Materials provided section start
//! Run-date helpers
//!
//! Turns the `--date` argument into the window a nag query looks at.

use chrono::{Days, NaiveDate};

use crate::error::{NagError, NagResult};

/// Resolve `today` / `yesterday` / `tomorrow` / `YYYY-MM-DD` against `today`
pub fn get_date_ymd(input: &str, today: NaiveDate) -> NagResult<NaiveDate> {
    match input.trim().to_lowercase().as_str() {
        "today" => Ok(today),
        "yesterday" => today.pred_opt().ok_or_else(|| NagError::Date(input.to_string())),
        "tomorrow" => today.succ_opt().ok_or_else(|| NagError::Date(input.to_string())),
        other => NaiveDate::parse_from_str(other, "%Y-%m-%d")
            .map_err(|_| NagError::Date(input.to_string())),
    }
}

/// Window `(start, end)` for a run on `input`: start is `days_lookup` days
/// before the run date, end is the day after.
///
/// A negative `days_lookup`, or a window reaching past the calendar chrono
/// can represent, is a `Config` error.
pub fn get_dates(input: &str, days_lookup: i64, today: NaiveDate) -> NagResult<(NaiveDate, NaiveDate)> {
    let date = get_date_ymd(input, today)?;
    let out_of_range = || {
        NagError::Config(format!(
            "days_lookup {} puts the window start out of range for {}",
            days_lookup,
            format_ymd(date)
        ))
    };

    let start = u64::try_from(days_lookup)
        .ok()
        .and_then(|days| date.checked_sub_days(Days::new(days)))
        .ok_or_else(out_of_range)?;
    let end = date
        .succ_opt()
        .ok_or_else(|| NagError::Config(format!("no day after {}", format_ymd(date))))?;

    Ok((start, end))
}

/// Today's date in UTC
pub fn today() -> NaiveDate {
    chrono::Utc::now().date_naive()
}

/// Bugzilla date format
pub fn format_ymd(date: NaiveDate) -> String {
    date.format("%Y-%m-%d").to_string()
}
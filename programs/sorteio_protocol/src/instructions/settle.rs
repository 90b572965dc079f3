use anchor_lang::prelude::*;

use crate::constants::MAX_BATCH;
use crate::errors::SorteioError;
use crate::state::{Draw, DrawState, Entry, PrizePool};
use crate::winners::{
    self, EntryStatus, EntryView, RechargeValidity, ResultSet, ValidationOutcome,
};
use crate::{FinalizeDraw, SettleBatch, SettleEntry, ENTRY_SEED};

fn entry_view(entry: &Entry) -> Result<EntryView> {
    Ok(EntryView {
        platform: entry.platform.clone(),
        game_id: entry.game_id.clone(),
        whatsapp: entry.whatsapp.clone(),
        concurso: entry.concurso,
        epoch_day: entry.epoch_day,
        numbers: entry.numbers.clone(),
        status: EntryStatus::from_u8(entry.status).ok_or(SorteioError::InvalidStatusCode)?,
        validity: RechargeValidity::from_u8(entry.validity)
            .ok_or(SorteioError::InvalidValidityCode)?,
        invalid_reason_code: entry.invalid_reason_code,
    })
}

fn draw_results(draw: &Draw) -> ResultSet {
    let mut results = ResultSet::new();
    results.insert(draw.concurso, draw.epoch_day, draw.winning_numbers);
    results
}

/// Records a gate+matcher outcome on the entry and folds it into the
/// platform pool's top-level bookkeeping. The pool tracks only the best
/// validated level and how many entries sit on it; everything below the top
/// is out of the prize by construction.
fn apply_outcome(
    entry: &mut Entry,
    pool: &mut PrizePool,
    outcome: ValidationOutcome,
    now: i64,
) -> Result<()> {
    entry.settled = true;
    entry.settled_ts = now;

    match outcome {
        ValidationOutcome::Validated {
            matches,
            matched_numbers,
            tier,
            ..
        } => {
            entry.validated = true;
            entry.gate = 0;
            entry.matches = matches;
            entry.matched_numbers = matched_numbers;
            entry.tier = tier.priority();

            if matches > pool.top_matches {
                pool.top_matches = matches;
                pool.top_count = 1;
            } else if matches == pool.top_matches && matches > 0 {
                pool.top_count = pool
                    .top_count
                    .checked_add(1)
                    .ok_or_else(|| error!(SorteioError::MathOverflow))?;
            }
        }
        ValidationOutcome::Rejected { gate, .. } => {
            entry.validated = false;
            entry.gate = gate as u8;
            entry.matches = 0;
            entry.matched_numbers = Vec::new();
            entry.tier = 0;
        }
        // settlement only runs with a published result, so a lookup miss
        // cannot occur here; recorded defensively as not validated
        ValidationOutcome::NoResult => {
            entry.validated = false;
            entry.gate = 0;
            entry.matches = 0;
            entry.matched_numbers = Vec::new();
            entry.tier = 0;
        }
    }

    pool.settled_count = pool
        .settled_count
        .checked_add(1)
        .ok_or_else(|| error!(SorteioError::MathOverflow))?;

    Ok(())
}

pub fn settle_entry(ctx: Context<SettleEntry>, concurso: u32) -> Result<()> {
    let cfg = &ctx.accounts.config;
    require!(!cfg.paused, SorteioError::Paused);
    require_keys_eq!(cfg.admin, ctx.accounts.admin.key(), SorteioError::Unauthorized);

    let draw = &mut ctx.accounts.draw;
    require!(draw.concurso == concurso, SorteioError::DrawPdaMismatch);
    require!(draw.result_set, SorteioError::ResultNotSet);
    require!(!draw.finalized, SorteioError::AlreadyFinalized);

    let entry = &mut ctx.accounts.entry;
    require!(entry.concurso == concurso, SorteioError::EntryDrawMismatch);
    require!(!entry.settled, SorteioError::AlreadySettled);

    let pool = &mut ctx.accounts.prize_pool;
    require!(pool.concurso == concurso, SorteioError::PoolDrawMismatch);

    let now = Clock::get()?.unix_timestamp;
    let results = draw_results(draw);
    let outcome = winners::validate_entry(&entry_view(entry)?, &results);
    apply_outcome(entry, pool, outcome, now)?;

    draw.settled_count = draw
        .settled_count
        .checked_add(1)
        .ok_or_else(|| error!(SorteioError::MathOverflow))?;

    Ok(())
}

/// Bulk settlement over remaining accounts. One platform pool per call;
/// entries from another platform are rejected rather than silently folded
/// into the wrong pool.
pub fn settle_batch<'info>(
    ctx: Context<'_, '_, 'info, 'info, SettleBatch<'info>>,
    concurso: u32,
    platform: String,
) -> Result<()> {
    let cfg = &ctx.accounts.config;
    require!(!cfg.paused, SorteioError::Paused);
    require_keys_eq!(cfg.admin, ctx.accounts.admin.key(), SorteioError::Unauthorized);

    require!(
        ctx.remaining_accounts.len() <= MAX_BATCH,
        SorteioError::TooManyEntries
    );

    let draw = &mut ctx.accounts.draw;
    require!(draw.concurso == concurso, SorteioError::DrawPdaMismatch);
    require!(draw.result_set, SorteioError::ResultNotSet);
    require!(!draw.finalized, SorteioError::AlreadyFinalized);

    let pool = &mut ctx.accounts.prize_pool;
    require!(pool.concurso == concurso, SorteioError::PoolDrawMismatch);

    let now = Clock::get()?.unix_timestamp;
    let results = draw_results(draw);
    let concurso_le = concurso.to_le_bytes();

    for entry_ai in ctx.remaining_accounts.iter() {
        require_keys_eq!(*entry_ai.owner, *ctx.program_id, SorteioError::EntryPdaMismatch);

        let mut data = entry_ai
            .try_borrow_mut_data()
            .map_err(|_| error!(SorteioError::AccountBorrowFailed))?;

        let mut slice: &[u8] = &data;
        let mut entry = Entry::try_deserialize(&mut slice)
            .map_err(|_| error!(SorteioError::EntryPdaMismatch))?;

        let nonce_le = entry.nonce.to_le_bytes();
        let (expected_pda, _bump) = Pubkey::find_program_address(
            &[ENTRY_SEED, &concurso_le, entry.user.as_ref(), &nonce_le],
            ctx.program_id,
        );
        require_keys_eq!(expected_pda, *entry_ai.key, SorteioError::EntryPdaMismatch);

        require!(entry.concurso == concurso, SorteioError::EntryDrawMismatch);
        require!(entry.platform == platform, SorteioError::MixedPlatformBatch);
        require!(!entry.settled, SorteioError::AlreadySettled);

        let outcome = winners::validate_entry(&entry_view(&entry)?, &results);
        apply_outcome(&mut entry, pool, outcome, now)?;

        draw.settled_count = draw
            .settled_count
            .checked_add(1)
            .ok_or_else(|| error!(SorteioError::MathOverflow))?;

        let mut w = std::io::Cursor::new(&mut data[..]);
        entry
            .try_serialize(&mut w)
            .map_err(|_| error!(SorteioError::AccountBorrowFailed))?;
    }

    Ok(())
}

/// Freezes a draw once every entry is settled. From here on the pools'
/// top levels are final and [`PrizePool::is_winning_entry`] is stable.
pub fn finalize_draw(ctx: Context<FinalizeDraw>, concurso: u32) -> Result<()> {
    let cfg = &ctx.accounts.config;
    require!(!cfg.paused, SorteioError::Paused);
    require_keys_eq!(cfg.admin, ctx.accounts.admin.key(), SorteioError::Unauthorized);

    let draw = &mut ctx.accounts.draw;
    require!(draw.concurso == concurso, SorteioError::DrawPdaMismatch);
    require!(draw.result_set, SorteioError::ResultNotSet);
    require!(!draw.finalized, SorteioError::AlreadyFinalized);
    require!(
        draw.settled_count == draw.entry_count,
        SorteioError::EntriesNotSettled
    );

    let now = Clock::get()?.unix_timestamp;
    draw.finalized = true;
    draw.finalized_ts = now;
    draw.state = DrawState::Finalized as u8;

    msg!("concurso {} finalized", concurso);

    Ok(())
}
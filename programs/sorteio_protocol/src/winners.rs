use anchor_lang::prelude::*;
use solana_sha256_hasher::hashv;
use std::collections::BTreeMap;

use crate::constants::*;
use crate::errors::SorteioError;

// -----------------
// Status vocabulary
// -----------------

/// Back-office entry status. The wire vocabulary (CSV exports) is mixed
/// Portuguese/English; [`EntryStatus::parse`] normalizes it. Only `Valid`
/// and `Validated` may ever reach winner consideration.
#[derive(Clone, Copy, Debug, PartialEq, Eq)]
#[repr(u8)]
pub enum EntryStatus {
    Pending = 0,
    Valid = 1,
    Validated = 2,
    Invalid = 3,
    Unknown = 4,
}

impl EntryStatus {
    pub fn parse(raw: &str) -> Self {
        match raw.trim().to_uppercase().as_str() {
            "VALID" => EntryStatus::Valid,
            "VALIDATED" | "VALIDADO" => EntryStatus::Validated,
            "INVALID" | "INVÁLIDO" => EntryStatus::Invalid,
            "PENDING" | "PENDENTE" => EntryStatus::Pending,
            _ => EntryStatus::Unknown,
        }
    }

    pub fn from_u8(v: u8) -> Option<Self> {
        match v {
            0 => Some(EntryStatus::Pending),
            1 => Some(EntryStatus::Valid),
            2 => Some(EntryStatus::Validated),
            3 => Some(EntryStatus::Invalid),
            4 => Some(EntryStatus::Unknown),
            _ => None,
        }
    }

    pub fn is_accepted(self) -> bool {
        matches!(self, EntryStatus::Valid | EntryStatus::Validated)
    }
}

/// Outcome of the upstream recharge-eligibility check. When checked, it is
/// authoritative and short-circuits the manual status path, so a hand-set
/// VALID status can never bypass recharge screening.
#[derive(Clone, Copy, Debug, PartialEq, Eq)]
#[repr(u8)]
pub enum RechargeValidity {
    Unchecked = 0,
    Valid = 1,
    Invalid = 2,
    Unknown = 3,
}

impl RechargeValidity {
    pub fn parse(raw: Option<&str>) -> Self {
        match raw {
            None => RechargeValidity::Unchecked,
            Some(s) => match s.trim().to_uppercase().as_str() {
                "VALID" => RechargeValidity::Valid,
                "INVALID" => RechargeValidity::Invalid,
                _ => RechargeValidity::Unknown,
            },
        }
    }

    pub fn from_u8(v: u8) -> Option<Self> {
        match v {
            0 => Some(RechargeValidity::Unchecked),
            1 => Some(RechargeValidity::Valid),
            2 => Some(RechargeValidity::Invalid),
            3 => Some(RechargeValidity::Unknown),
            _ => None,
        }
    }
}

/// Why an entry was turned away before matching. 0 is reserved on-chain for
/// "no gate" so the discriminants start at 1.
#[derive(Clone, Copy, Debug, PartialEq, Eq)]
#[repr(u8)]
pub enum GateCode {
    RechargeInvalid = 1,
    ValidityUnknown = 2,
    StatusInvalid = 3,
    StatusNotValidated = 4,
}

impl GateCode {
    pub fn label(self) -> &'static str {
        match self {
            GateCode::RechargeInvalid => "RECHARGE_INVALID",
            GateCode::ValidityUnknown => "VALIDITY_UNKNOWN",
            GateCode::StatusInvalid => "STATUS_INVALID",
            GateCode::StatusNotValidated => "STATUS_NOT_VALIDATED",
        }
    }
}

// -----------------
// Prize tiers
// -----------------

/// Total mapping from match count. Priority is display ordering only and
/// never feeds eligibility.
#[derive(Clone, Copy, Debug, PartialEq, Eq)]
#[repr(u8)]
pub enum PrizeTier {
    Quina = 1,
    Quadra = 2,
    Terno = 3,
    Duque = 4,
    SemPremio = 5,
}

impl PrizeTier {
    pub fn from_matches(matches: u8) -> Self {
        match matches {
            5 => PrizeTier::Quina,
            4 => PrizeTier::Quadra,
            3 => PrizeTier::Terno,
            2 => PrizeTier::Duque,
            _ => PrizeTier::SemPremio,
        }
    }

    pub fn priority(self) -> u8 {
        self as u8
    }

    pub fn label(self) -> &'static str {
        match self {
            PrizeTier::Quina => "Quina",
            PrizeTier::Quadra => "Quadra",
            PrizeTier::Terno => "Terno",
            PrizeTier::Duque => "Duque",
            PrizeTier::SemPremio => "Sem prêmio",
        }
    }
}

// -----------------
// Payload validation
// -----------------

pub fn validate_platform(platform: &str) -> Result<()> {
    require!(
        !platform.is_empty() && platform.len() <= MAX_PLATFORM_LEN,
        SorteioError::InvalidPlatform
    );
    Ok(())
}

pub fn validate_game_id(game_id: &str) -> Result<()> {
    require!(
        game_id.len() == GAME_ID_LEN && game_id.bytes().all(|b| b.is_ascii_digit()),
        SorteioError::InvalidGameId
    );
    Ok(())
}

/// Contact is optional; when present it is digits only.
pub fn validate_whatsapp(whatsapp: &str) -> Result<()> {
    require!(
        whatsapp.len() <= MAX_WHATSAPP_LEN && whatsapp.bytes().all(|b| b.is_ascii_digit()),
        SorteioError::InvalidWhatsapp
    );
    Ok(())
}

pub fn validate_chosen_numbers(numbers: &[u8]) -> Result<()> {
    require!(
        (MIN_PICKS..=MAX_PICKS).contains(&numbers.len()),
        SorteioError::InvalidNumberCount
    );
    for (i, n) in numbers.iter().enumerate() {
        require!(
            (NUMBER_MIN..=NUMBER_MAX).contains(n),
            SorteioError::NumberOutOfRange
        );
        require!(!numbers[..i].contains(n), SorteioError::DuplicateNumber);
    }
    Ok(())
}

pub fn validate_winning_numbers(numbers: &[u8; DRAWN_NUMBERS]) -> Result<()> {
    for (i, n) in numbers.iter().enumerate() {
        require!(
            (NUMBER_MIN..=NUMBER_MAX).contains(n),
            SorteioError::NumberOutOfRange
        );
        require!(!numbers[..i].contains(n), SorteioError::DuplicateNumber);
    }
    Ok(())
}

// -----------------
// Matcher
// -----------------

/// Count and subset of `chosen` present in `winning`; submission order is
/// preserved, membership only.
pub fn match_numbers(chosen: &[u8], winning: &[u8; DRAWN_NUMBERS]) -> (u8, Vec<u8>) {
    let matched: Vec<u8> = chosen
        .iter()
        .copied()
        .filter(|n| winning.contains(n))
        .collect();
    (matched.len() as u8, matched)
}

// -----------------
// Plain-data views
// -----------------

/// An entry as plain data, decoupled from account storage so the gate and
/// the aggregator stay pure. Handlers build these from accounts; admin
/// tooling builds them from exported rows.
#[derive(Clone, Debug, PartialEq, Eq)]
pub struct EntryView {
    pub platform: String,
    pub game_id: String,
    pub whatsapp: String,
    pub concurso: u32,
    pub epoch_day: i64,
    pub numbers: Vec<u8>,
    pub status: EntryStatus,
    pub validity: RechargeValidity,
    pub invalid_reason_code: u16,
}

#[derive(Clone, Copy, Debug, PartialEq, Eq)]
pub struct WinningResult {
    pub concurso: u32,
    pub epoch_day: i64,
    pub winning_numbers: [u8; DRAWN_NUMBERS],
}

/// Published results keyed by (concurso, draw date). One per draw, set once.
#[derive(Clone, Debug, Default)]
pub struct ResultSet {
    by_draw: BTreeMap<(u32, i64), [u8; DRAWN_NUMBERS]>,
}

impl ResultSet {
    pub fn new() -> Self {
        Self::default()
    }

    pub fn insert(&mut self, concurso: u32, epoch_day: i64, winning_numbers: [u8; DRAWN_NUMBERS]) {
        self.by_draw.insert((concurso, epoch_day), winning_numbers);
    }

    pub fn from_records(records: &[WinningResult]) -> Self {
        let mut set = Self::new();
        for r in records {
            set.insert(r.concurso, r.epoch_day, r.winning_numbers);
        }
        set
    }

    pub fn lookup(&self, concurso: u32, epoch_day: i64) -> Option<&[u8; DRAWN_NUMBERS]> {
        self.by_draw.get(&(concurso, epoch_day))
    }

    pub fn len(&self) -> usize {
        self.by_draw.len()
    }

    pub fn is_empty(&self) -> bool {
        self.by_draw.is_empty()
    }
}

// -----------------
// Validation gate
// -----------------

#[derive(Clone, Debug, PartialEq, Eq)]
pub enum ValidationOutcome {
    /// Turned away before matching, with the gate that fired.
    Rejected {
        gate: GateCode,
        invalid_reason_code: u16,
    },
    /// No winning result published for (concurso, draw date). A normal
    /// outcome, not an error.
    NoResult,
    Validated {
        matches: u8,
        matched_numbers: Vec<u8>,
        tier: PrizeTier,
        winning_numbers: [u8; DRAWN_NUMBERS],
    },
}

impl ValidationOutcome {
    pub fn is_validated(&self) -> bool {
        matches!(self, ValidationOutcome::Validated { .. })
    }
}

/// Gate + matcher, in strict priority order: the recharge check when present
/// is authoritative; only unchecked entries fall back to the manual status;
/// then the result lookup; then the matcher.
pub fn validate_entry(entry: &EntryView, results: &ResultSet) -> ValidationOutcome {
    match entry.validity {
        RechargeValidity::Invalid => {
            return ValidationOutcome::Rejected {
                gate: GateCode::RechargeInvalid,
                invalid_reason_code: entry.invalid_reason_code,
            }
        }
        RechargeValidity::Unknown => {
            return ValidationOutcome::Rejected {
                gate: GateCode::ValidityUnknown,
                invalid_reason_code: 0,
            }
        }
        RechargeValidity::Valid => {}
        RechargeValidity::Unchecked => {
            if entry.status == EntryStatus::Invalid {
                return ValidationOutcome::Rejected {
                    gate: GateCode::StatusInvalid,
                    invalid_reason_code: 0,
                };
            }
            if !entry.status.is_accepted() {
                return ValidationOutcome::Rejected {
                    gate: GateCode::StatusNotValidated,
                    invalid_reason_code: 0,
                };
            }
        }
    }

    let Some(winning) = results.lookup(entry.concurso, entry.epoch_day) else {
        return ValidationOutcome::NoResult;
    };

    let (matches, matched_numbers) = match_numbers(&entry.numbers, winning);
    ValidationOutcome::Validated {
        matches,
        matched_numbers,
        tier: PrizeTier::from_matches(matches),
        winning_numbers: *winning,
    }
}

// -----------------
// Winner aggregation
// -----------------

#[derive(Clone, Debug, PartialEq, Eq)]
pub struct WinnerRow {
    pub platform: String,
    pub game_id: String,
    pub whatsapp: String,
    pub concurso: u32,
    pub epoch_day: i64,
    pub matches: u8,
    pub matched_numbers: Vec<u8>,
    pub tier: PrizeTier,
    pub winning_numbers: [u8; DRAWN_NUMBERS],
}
Materials provided section end
#### Activity:
Tell how many lines in the records above carry the word "filename". Only the number should appear in the reply.

#### Answer section:
2